Era lo que había esperado escuchar durante años; por fin su hija la llamaba así.
—¡Resiste, Betina! —Liliana apretó los dientes, haciendo un esfuerzo sobrehumano para subirla.
Pero sus fuerzas se agotaban. Además, el muro en el borde de la construcción, que ya estaba inestable, comenzó a ceder bajo el peso y el forcejeo de ambas.
¡Crac! Con un estruendo, la estructura colapsó.
Liliana y Betina cayeron juntas al vacío.
En plena caída, Liliana usó su último aliento para empujar a Betina hacia suelo firme.
Betina aterrizó en una zona segura del piso, pero Liliana se precipitó hasta el fondo, golpeando brutalmente contra el cemento. Un charco de sangre comenzó a extenderse de inmediato.
Betina se quedó mirando el cuerpo inerte de Liliana allá abajo, con la mente en blanco.
Aunque no distinguía su expresión ni los detalles desde esa altura, sí podía ver aquel bulto oscuro y la mancha roja que no dejaba de crecer.
Le flaquearon las piernas y se desplomó sentada en el suelo, con la mirada perdida.
Jamás imaginó que Liliana, quien la había protegido toda su vida, se iría así de repente.
Era su madre biológica.
Y había muerto… por salvarla a ella.
Abrió la boca queriendo decir algo, pero no le salió la voz.
Las lágrimas brotaron sin control, rodando por sus mejillas hasta empaparle la ropa.
Alexandro observaba la escena con el ceño fruncido.
Su intención era capturar a Liliana con vida; nadie esperaba que ocurriera semejante accidente.
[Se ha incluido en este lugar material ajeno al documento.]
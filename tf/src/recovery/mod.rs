//! Checkpoint store and recovery ladder
//!
//! Snapshots are immutable deep copies of the graph (structure, per-task
//! status, counters, transition-log tail) written atomically under named
//! slots. On a fatal graph error the ladder restores the first snapshot
//! that still validates.

use std::sync::Arc;

use graphstore::{ProjectStore, StoreError};
use tracing::{info, warn};

use crate::graph::{topological_order, GraphEngine, GraphExport};

/// Written right after the graph is built
pub const SNAPSHOT_INITIALIZED: &str = "initialized";

/// Written when the scheduler takes over
pub const SNAPSHOT_EXECUTION_START: &str = "executionStart";

/// Rolling snapshot after every completed task
pub const SNAPSHOT_LAST_SUCCESSFUL: &str = "lastSuccessfulNode";

/// Rolling snapshot taken when a failure is first observed
pub const SNAPSHOT_BEFORE_ERROR: &str = "autoSnapshotBeforeError";

/// Restore preference order
pub const RECOVERY_LADDER: [&str; 4] = [
    SNAPSHOT_LAST_SUCCESSFUL,
    SNAPSHOT_BEFORE_ERROR,
    SNAPSHOT_EXECUTION_START,
    SNAPSHOT_INITIALIZED,
];

/// Snapshot/restore facade over the engine and the project store
#[derive(Clone)]
pub struct CheckpointStore {
    engine: Arc<GraphEngine>,
    store: ProjectStore,
}

impl CheckpointStore {
    pub fn new(engine: Arc<GraphEngine>, store: ProjectStore) -> Self {
        Self { engine, store }
    }

    /// Take a named snapshot of the current graph state; also refreshes
    /// graph.json so external readers see the same state.
    pub async fn snapshot(&self, name: &str) -> Result<(), StoreError> {
        let export = self.engine.export().await;
        self.store.write_checkpoint(name, &export)?;
        self.store.write_graph(&export)?;
        info!(name, tasks = export.nodes.len(), "Snapshot written");
        Ok(())
    }

    /// Walk the ladder; restore and return the first snapshot that
    /// validates. Returns None when nothing on the ladder is usable.
    pub async fn restore_ladder(&self) -> Result<Option<String>, StoreError> {
        for name in RECOVERY_LADDER {
            let Some(export) = self.store.read_checkpoint::<GraphExport>(name)? else {
                continue;
            };
            if !Self::validates(&export) {
                warn!(name, "Snapshot failed validation, trying next rung");
                continue;
            }
            self.engine.restore(export).await;
            info!(name, "Graph restored from snapshot");
            return Ok(Some(name.to_string()));
        }
        warn!("No snapshot on the recovery ladder validates");
        Ok(None)
    }

    /// A usable snapshot has at least one node and an acyclic edge set
    fn validates(export: &GraphExport) -> bool {
        !export.nodes.is_empty() && topological_order(&export.nodes).is_ok()
    }

    /// Read a snapshot without restoring it
    pub fn peek(&self, name: &str) -> Result<Option<GraphExport>, StoreError> {
        self.store.read_checkpoint(name)
    }
}

#[cfg(test)]
mod tests {
    use super::*;
    use crate::domain::{Dependency, Task, TaskStatus};
    use tempfile::tempdir;

    fn task(id: &str) -> Task {
        Task::with_id(id, id).with_duration(10)
    }

    async fn setup() -> (Arc<GraphEngine>, CheckpointStore, tempfile::TempDir) {
        let temp = tempdir().unwrap();
        let engine = Arc::new(GraphEngine::new(100, false));
        engine
            .build("p", vec![task("a"), task("b").with_dependency(Dependency::completion("a"))])
            .await
            .unwrap();
        let store = ProjectStore::open(temp.path()).unwrap();
        let checkpoints = CheckpointStore::new(Arc::clone(&engine), store);
        (engine, checkpoints, temp)
    }

    #[tokio::test]
    async fn test_snapshot_restore_is_exact() {
        let (engine, checkpoints, _temp) = setup().await;

        engine.update_status("a", TaskStatus::InProgress, None).await.unwrap();
        checkpoints.snapshot(SNAPSHOT_LAST_SUCCESSFUL).await.unwrap();
        let before = serde_json::to_vec(&engine.export().await).unwrap();

        // Diverge, then recover
        engine.update_status("a", TaskStatus::Failed, None).await.unwrap();
        let restored = checkpoints.restore_ladder().await.unwrap();
        assert_eq!(restored.as_deref(), Some(SNAPSHOT_LAST_SUCCESSFUL));

        let after = serde_json::to_vec(&engine.export().await).unwrap();
        assert_eq!(before, after);
    }

    #[tokio::test]
    async fn test_ladder_order() {
        let (_engine, checkpoints, _temp) = setup().await;

        checkpoints.snapshot(SNAPSHOT_EXECUTION_START).await.unwrap();
        checkpoints.snapshot(SNAPSHOT_BEFORE_ERROR).await.unwrap();

        // lastSuccessfulNode absent: the ladder lands on the next rung
        let restored = checkpoints.restore_ladder().await.unwrap();
        assert_eq!(restored.as_deref(), Some(SNAPSHOT_BEFORE_ERROR));
    }

    #[tokio::test]
    async fn test_ladder_skips_invalid_snapshot() {
        let (_engine, checkpoints, temp) = setup().await;
        let store = ProjectStore::open(temp.path()).unwrap();

        // Corrupt rung: a cyclic pair of nodes
        let bad = GraphExport {
            project_id: "p".into(),
            nodes: vec![
                task("x").with_dependency(Dependency::completion("y")),
                task("y").with_dependency(Dependency::completion("x")),
            ],
            invocations_started: 0,
            transition_log: Vec::new(),
            cancelled: false,
        };
        store.write_checkpoint(SNAPSHOT_LAST_SUCCESSFUL, &bad).unwrap();
        checkpoints.snapshot(SNAPSHOT_EXECUTION_START).await.unwrap();

        let restored = checkpoints.restore_ladder().await.unwrap();
        assert_eq!(restored.as_deref(), Some(SNAPSHOT_EXECUTION_START));
    }

    #[tokio::test]
    async fn test_empty_ladder_returns_none() {
        let (_engine, checkpoints, _temp) = setup().await;
        assert!(checkpoints.restore_ladder().await.unwrap().is_none());
    }

    #[tokio::test]
    async fn test_snapshot_refreshes_graph_json() {
        let (_engine, checkpoints, temp) = setup().await;
        checkpoints.snapshot(SNAPSHOT_INITIALIZED).await.unwrap();

        let store = ProjectStore::open(temp.path()).unwrap();
        let graph: Option<GraphExport> = store.read_graph().unwrap();
        assert_eq!(graph.unwrap().nodes.len(), 2);
    }
}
—Voy a pedir que te lleven al hospital ahora mismo —dijo de inmediato.
Almendra se negó rotundamente:
—No hace falta, yo soy médico. Solo pido que me lleven a casa; me curaré yo misma. Tú tienes que encargarte de lo que sigue. No dejes que Álex escape de nuevo.
Acababan de ubicarlo en la Costanera. Si Álex se enteraba de la muerte de Liliana, huiría sin dudarlo.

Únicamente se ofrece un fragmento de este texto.